Dr June Raine, MHRA Chief Executive said:
“I am pleased to announce the approval of the Moderna bivalent booster vaccine, which was found in the clinical trial to provide a strong immune response against the Omicron BA.1 variant as well as the original 2020 strain.
“The first generation of COVID-19 vaccines being used in the UK continue to provide important protection against the disease and save lives. What this bivalent vaccine gives us is a sharpened tool in our armoury to help protect us against this disease as the virus continues to evolve.
“We have in place a comprehensive safety surveillance strategy for monitoring the safety of all UK-approved COVID-19 vaccines and this will include the vaccine approved today.”
Professor Sir Munir Pirmohamed, Chair of the Commission on Human Medicines said:
“The Commission on Human Medicines and its COVID-19 Vaccines Expert Working Group has independently reviewed the data on safety, quality and effectiveness and agrees with the MHRA’s decision.”

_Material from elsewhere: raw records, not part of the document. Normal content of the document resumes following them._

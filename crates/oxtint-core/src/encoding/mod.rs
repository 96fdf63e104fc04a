//! Numeric encodings for color components
//!
//! An encoding fixes the storage type of a component, its inclusive valid
//! range, and the primitive operations the color layer builds on:
//! - saturating `add` / `subtract` (clamp, never wrap)
//! - `scale` (multiply, then clamp)
//! - `invert` (`max - v`)
//! - `lerp` (mix, then clamp)
//!
//! Only [`Byte`] and [`Float`] are [`ColorEncoding`]s. [`Double`] exists at
//! this layer for callers that need a wider intermediate format.

mod byte;
mod convert;
mod float;

use std::fmt;

pub use byte::Byte;
pub use convert::{ConvertFrom, convert};
pub use float::{Double, Float};

/// Inclusive range of valid component values
#[derive(Debug, Clone, Copy, PartialEq, Eq, Hash)]
pub struct Range<V> {
    /// Smallest valid value
    pub min: V,
    /// Largest valid value
    pub max: V,
}

impl<V: Copy + PartialOrd> Range<V> {
    /// Create a new range
    #[inline]
    pub const fn new(min: V, max: V) -> Self {
        Self { min, max }
    }

    /// Check if `v` lies within the range (NaN never does)
    #[inline]
    pub fn contains(&self, v: V) -> bool {
        v >= self.min && v <= self.max
    }

    /// Check if `v` lies outside the range
    #[inline]
    pub fn outside(&self, v: V) -> bool {
        !self.contains(v)
    }

    /// Clamp `v` into the range; unordered values (NaN) map to `min`
    #[inline]
    pub fn clamp(&self, v: V) -> V {
        if v > self.max {
            self.max
        } else if v >= self.min {
            v
        } else {
            self.min
        }
    }
}

/// A numeric component encoding
pub trait Encoding: Copy + Send + Sync + 'static {
    /// Storage type of one component
    type Value: Copy
        + PartialEq
        + PartialOrd
        + fmt::Debug
        + fmt::Display
        + Into<f64>
        + Send
        + Sync
        + 'static;

    /// Human-readable encoding name
    const NAME: &'static str;
    /// Smallest valid value
    const MIN: Self::Value;
    /// Largest valid value
    const MAX: Self::Value;

    /// Valid range of this encoding
    #[inline]
    fn range() -> Range<Self::Value> {
        Range::new(Self::MIN, Self::MAX)
    }

    /// Map an arbitrary real number to the nearest valid value
    ///
    /// NaN maps to `MIN`.
    fn from_f64_clamped(v: f64) -> Self::Value;

    /// Saturating addition
    fn add(u: Self::Value, v: Self::Value) -> Self::Value;

    /// Saturating subtraction
    fn subtract(u: Self::Value, v: Self::Value) -> Self::Value;

    /// Multiply by `factor`, then clamp to the range
    #[inline]
    fn scale(v: Self::Value, factor: f64) -> Self::Value {
        Self::from_f64_clamped(v.into() * factor)
    }

    /// Mirror `v` within the range (`max - v` for a zero-based range)
    fn invert(v: Self::Value) -> Self::Value;

    /// Linear mix `x * (1 - mu) + y * mu`, clamped to the range
    ///
    /// `mu` is not validated: values outside [0, 1] extrapolate and the
    /// result saturates at the range bounds.
    #[inline]
    fn lerp(x: Self::Value, y: Self::Value, mu: f64) -> Self::Value {
        Self::from_f64_clamped(x.into() * (1.0 - mu) + y.into() * mu)
    }
}

mod sealed {
    pub trait Sealed {}
}

/// An encoding usable by color values
///
/// Implemented by [`Byte`] and [`Float`] only.
pub trait ColorEncoding: Encoding + sealed::Sealed {
    /// Suffix used in color space names (`RGBAb`, `RGBAf`)
    const SUFFIX: &'static str;

    /// The 256 byte levels expressed in this encoding
    ///
    /// Named color constants are built from this table at compile time.
    const LEVELS: [Self::Value; 256];
}

impl sealed::Sealed for Byte {}
impl sealed::Sealed for Float {}
//! 料理説明文の言語選択

use crate::core::{MealError, MealResult};
use serde::{Deserialize, Serialize};
use std::fmt;
use std::str::FromStr;

/// 説明文のロケール
#[derive(Debug, Clone, Copy, PartialEq, Eq, Hash, Default, Serialize, Deserialize)]
#[serde(rename_all = "lowercase")]
pub enum Locale {
    /// 英語（既定）
    #[default]
    English,
    /// ロシア語
    Russian,
}

impl Locale {
    /// 全ロケール
    pub const ALL: [Locale; 2] = [Locale::English, Locale::Russian];

    /// ロケール名（serde と同じ表記）
    pub const fn as_str(self) -> &'static str {
        match self {
            Self::English => "english",
            Self::Russian => "russian",
        }
    }

    /// ロケールの短縮コード
    pub const fn code(self) -> &'static str {
        match self {
            Self::English => "en",
            Self::Russian => "ru",
        }
    }
}

impl fmt::Display for Locale {
    fn fmt(&self, f: &mut fmt::Formatter<'_>) -> fmt::Result {
        f.write_str(self.as_str())
    }
}

impl FromStr for Locale {
    type Err = MealError;

    fn from_str(s: &str) -> MealResult<Self> {
        match s.trim().to_ascii_lowercase().as_str() {
            "en" | "english" => Ok(Self::English),
            "ru" | "russian" => Ok(Self::Russian),
            _ => Err(MealError::unknown_locale(s)),
        }
    }
}
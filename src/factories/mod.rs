//! 献立ファクトリーモジュール - コンパイル時に確定する Abstract Factory
//!
//! - Diet: 食事タイプから献立への静的ルックアップ
//! - MealFactory: 型レベルで食事タイプを固定した静的ファクトリー
//!
//! どのファクトリーもエントリーポイントからは呼ばれない（デモ用）

pub mod meal_factory;

pub use meal_factory::{Diet, Meal, MealFactory, MeatDietFactory, VeggieDietFactory};
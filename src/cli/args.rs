use clap::Parser;

/// コマンドライン引数
///
/// 引数はすべて受け取って無視する（ヘルプ・バージョン表示もしない）
#[derive(Parser, Debug, Default)]
#[command(name = "meal_factory")]
#[command(about = "Prints a greeting; ships an Abstract Factory demo for meal composition")]
#[command(disable_help_flag = true, disable_version_flag = true)]
pub struct Cli {
    /// 無視される引数
    #[arg(trailing_var_arg = true, allow_hyphen_values = true, hide = true)]
    pub ignored: Vec<String>,
}

impl Cli {
    /// 引数を解析する。解析できない入力も既定値として扱う
    pub fn parse_lenient<I, T>(args: I) -> Self
    where
        I: IntoIterator<Item = T>,
        T: Into<std::ffi::OsString> + Clone,
    {
        Self::try_parse_from(args).unwrap_or_else(|error| {
            log::debug!("引数を無視: {error}");
            Self::default()
        })
    }
}
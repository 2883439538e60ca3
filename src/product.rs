//! 料理（プロダクト）の定義
//!
//! カテゴリごとに閉じた列挙型で表現し、説明文は固定リテラルに対応付ける：
//! - Soup: スープ
//! - MainCourse: メインディッシュ
//! - Dessert: デザート（宣言のみで、どのファクトリーも生成しない）

use crate::locale::Locale;
use serde::{Deserialize, Serialize};
use std::fmt;

/// 料理の説明文を提供するトレイト
pub trait Describe {
    /// 料理の説明文（英語）を取得
    fn description(&self) -> &'static str;

    /// 指定ロケールの説明文を取得
    ///
    /// ローカライズされたリテラルがない料理は英語の説明文を返す
    fn localized_description(&self, _locale: Locale) -> &'static str {
        self.description()
    }
}

/// スープ
#[derive(Debug, Clone, Copy, PartialEq, Eq, Hash, Serialize, Deserialize)]
pub enum Soup {
    Borscht,
    PumpkinSoup,
}

impl Soup {
    pub const ALL: [Soup; 2] = [Soup::Borscht, Soup::PumpkinSoup];
}

impl Describe for Soup {
    fn description(&self) -> &'static str {
        match self {
            Self::Borscht => "Borscht",
            Self::PumpkinSoup => "PumpkinSoup",
        }
    }

    fn localized_description(&self, locale: Locale) -> &'static str {
        match (locale, self) {
            (Locale::English, _) => self.description(),
            (Locale::Russian, Self::Borscht) => "Борщ",
            (Locale::Russian, Self::PumpkinSoup) => "Тыквенный суп",
        }
    }
}

/// メインディッシュ
#[derive(Debug, Clone, Copy, PartialEq, Eq, Hash, Serialize, Deserialize)]
pub enum MainCourse {
    FriedPotatoes,
    Cutlet,
}

impl MainCourse {
    pub const ALL: [MainCourse; 2] = [MainCourse::FriedPotatoes, MainCourse::Cutlet];
}

impl Describe for MainCourse {
    fn description(&self) -> &'static str {
        match self {
            Self::FriedPotatoes => "FriedPotatoes",
            Self::Cutlet => "Cutlet",
        }
    }
}

/// デザート
///
/// 値を持たない型。どのファクトリーもデザートを生成しない
#[derive(Debug, Clone, Copy, PartialEq, Eq, Hash)]
pub enum Dessert {}

impl Describe for Dessert {
    fn description(&self) -> &'static str {
        match *self {}
    }
}

impl fmt::Display for Soup {
    fn fmt(&self, f: &mut fmt::Formatter<'_>) -> fmt::Result {
        f.write_str(self.description())
    }
}

impl fmt::Display for MainCourse {
    fn fmt(&self, f: &mut fmt::Formatter<'_>) -> fmt::Result {
        f.write_str(self.description())
    }
}
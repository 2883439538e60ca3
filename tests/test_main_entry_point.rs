// バイナリのエントリーポイントのテスト
use std::process::Command;

fn run_binary(path: &str, args: &[&str]) -> std::process::Output {
    Command::new(path)
        .args(args)
        .env_remove("RUST_LOG")
        .output()
        .expect("Failed to execute binary")
}

#[test]
fn test_prints_greeting_only() {
    let output = run_binary(env!("CARGO_BIN_EXE_meal_factory"), &[]);

    assert!(output.status.success());
    assert_eq!(output.status.code(), Some(0));
    assert_eq!(String::from_utf8(output.stdout).unwrap(), "Hello world!\n");
}

#[test]
fn test_greeting_is_repeatable() {
    for _ in 0..2 {
        let output = run_binary(env!("CARGO_BIN_EXE_meal_factory"), &[]);
        assert_eq!(output.stdout, b"Hello world!\n");
    }
}

#[test]
fn test_arguments_are_ignored() {
    let cases: [&[&str]; 6] = [
        &["meat"],
        &["--help"],
        &["--version"],
        &["-x"],
        &["-h", "veggie"],
        &["--", "extra"],
    ];

    for args in cases {
        let output = run_binary(env!("CARGO_BIN_EXE_meal_factory"), args);

        assert_eq!(output.status.code(), Some(0), "args={args:?}");
        assert_eq!(
            String::from_utf8(output.stdout).unwrap(),
            "Hello world!\n",
            "args={args:?}"
        );
    }
}

#[test]
fn test_expression_demo_output() {
    let output = run_binary(env!("CARGO_BIN_EXE_expression_demo"), &[]);

    assert!(output.status.success());
    assert_eq!(String::from_utf8(output.stdout).unwrap(), "-1\n8\n");
}

#[test]
fn test_expression_demo_logs_to_stderr() {
    let output = Command::new(env!("CARGO_BIN_EXE_expression_demo"))
        .env("RUST_LOG", "debug")
        .output()
        .expect("Failed to execute binary");

    assert!(output.status.success());
    assert_eq!(String::from_utf8(output.stdout).unwrap(), "-1\n8\n");
    let stderr = String::from_utf8(output.stderr).unwrap();
    assert!(stderr.contains("division_sample = -1"));
    assert!(stderr.contains("nested_call_sample = 8"));
}
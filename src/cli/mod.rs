pub mod args;

pub use args::Cli;

use anyhow::Result;
use log::debug;
use std::io::Write;

/// 起動時に出力する挨拶文
pub const GREETING: &str = "Hello world!";

/// 挨拶文を出力する
///
/// 引数の内容にかかわらず出力は同じ。献立ファクトリーはここから呼ばれない
pub fn run<W: Write>(cli: &Cli, out: &mut W) -> Result<()> {
    debug!("挨拶文を出力 (無視した引数: {})", cli.ignored.len());
    writeln!(out, "{GREETING}")?;
    Ok(())
}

“The virus, SARS-CoV-2, is continually evolving in order to evade the immunity provided by vaccines. This novel bivalent vaccine represents the next step in the development of vaccines to combat the virus, with its ability to lead to a broader immune response than the original vaccine.”
The Joint Committee on Vaccination and Immunisation (JCVI) will advise on how this vaccine should be offered as part of the deployment programme.
Jean-Marc Sabatier: “Put an end to these boosters”
A real vaccine must meet two criteria: efficacy and safety. As far as efficacy is concerned, this new vaccine (which in fact is not a vaccine) will not be much more effective than its predecessors, even with the addition of a messenger RNA coding for the modified Spike protein of an Omicron sub-variant. Clearly, it will not prevent infection or transmission of SARS-CoV-2.
This new vaccine will not be without side effects, as the two messenger RNAs, injected simultaneously, are expected to produce Spike proteins that are still potentially capable of binding to the ACE2 receptor of target cells, leading to RAS dysfunction and the potential triggering of Covid-19 diseases.
The dangers associated with lipid nanoparticles are still present in this new vaccine.
In summary, this new vaccine will not bring anything in terms of protection. This additional vaccine injection will only increase the risk of developing more severe forms of the disease via the ADE and ERD infection facilitation phenomena already described. In addition to the potential toxicity of the lipidic nanoparticles present in the vaccine. The benefit-risk balance therefore remains clearly unfavorable with the new vaccines, still based on the viral Spike protein.
Ideally, from a health point of view, these booster vaccines should be stopped.
*Jean-Marc Sabatier is Director of Research at the CNRS and holds a PhD in Cell Biology and Microbiology and an HDR in Biochemistry. Editor-in-Chief of the international scientific journals: “Coronaviruses” and “Infectious Disorders – Drug Targets”. He is speaking in his own name.